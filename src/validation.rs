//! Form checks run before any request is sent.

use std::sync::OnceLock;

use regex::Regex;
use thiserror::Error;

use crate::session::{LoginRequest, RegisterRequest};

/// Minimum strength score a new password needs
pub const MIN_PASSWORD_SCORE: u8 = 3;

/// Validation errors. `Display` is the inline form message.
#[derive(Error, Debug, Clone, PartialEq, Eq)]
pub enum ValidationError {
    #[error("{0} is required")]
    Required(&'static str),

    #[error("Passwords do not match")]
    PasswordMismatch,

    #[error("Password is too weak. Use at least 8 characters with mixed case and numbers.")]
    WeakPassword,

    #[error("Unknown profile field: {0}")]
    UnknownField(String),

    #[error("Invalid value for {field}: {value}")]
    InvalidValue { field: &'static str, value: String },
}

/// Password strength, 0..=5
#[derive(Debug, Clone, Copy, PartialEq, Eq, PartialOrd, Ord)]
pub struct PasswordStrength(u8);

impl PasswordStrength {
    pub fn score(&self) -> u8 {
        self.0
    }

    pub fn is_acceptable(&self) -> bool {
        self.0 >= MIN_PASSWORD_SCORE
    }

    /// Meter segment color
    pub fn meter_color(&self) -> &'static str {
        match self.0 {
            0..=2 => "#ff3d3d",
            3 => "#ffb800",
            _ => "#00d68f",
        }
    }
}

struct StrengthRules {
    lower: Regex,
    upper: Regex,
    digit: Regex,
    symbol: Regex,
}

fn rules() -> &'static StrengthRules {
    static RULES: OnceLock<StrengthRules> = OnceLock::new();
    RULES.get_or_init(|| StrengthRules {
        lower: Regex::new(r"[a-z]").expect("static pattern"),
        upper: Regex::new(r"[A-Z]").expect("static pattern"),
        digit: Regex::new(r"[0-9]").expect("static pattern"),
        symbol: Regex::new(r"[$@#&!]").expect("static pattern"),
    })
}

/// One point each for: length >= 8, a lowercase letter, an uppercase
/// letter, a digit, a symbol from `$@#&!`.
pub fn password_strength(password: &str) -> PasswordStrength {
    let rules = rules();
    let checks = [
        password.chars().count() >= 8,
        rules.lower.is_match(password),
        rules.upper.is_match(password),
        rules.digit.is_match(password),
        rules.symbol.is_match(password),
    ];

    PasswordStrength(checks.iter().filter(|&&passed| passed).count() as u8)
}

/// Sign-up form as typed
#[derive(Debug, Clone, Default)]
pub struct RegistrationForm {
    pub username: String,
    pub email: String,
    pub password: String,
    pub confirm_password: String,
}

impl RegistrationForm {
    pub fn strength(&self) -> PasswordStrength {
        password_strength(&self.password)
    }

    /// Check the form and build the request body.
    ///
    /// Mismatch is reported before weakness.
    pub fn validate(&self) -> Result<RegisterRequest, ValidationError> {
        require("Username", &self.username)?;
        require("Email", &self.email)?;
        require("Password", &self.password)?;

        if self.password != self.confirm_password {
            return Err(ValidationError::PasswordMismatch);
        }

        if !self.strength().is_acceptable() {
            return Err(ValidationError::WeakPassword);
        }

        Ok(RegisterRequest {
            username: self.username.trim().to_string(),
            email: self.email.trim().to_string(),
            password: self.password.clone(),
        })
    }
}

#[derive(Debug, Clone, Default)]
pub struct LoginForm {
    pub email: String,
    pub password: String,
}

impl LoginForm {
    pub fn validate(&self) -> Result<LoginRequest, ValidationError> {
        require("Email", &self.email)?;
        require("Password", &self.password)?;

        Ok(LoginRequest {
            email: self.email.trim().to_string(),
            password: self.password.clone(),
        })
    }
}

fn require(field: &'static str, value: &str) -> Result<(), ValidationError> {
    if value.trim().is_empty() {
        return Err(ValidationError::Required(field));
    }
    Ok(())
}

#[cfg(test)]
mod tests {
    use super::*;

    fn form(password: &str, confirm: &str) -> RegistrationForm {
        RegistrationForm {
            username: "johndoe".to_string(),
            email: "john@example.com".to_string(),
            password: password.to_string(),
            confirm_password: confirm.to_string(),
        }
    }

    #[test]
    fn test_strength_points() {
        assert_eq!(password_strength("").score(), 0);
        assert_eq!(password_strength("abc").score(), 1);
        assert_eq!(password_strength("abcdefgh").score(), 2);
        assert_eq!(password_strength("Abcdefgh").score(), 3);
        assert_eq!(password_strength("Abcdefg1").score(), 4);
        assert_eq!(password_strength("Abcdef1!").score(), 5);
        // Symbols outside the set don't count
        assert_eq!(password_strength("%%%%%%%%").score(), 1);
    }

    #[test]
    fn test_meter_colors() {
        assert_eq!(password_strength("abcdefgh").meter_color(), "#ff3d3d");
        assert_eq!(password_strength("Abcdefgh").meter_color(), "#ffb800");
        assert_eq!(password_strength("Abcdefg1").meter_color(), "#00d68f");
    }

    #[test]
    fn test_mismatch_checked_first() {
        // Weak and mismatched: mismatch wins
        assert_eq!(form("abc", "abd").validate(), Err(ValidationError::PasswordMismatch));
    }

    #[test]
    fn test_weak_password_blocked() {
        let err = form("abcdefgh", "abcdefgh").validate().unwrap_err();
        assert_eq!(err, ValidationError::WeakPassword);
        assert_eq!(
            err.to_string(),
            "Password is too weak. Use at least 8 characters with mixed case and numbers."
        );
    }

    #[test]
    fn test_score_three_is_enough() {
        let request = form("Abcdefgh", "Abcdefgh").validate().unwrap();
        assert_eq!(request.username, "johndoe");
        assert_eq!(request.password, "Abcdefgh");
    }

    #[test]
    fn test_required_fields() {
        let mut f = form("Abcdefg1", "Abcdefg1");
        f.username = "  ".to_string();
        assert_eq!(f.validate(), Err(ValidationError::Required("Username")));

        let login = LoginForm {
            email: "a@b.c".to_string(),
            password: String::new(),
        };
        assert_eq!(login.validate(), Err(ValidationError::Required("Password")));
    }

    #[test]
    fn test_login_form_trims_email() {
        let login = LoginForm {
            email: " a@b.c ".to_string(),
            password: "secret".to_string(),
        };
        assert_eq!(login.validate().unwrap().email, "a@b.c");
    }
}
--
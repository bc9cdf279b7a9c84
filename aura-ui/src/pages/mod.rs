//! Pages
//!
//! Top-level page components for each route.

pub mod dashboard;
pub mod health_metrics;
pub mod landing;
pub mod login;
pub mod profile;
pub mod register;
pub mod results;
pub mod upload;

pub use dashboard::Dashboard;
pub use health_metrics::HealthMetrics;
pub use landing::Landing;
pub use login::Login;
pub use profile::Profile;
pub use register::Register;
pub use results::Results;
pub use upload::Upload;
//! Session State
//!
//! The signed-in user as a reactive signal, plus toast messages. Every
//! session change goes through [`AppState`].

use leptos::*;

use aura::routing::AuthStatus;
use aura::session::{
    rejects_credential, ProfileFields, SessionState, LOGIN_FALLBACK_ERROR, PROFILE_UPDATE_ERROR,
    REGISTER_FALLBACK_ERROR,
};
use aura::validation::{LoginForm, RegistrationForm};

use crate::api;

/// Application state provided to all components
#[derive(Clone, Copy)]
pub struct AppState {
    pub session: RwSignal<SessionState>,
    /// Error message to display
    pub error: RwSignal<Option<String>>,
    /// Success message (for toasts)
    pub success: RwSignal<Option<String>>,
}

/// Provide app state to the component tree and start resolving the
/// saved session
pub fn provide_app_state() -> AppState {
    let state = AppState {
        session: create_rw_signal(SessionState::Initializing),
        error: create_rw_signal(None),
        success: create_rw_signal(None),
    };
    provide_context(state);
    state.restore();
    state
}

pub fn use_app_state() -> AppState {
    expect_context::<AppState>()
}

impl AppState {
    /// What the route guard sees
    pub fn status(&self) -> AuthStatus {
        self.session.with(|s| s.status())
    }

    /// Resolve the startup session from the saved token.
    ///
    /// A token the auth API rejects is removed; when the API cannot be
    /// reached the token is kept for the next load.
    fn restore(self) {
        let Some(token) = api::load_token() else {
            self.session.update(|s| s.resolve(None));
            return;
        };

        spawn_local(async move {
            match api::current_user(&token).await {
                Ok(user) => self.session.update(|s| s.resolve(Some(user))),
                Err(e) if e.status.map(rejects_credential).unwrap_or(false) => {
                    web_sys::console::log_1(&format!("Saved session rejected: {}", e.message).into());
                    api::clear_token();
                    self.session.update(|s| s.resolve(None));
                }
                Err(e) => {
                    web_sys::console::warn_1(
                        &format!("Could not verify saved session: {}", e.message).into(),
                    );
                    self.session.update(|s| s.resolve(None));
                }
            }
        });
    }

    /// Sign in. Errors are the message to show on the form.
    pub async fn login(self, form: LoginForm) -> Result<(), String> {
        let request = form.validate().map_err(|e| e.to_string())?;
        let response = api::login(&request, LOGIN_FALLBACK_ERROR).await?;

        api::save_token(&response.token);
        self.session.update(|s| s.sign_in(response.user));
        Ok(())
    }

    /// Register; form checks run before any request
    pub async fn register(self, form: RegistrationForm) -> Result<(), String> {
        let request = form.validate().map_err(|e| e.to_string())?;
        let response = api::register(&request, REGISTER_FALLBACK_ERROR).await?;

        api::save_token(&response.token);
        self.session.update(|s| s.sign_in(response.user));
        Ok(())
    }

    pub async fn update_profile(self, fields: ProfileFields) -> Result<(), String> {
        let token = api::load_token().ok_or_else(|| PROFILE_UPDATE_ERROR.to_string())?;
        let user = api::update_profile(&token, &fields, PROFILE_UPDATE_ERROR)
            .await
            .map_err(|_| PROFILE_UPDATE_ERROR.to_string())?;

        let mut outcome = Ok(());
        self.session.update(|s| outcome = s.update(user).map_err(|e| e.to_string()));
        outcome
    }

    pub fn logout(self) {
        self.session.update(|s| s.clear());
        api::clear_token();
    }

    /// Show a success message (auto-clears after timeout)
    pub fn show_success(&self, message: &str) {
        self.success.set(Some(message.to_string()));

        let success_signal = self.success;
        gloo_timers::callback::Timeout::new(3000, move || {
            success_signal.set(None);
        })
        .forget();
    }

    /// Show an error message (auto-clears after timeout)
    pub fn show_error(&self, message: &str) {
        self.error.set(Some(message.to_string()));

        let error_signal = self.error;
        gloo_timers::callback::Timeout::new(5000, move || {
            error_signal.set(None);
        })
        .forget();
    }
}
==
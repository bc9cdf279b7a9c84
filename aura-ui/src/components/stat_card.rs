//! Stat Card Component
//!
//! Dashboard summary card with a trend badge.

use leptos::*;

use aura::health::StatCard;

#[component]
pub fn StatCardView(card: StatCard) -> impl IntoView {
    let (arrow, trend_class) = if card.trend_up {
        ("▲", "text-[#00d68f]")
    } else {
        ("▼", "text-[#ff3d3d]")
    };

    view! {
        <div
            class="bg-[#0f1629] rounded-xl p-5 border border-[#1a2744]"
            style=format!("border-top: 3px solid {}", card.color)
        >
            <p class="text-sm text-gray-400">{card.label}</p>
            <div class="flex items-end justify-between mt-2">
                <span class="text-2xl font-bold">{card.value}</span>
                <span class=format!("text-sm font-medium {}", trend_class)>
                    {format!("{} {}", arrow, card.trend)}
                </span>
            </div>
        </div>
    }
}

- **Task item**: Wherever a line of the data holds "Some", copy that line.

- **Task answer**:
        let Some(token) = api::load_token() else {
                Ok(user) => self.session.update(|s| s.resolve(Some(user))),
        self.success.set(Some(message.to_string()));
        self.error.set(Some(message.to_string()));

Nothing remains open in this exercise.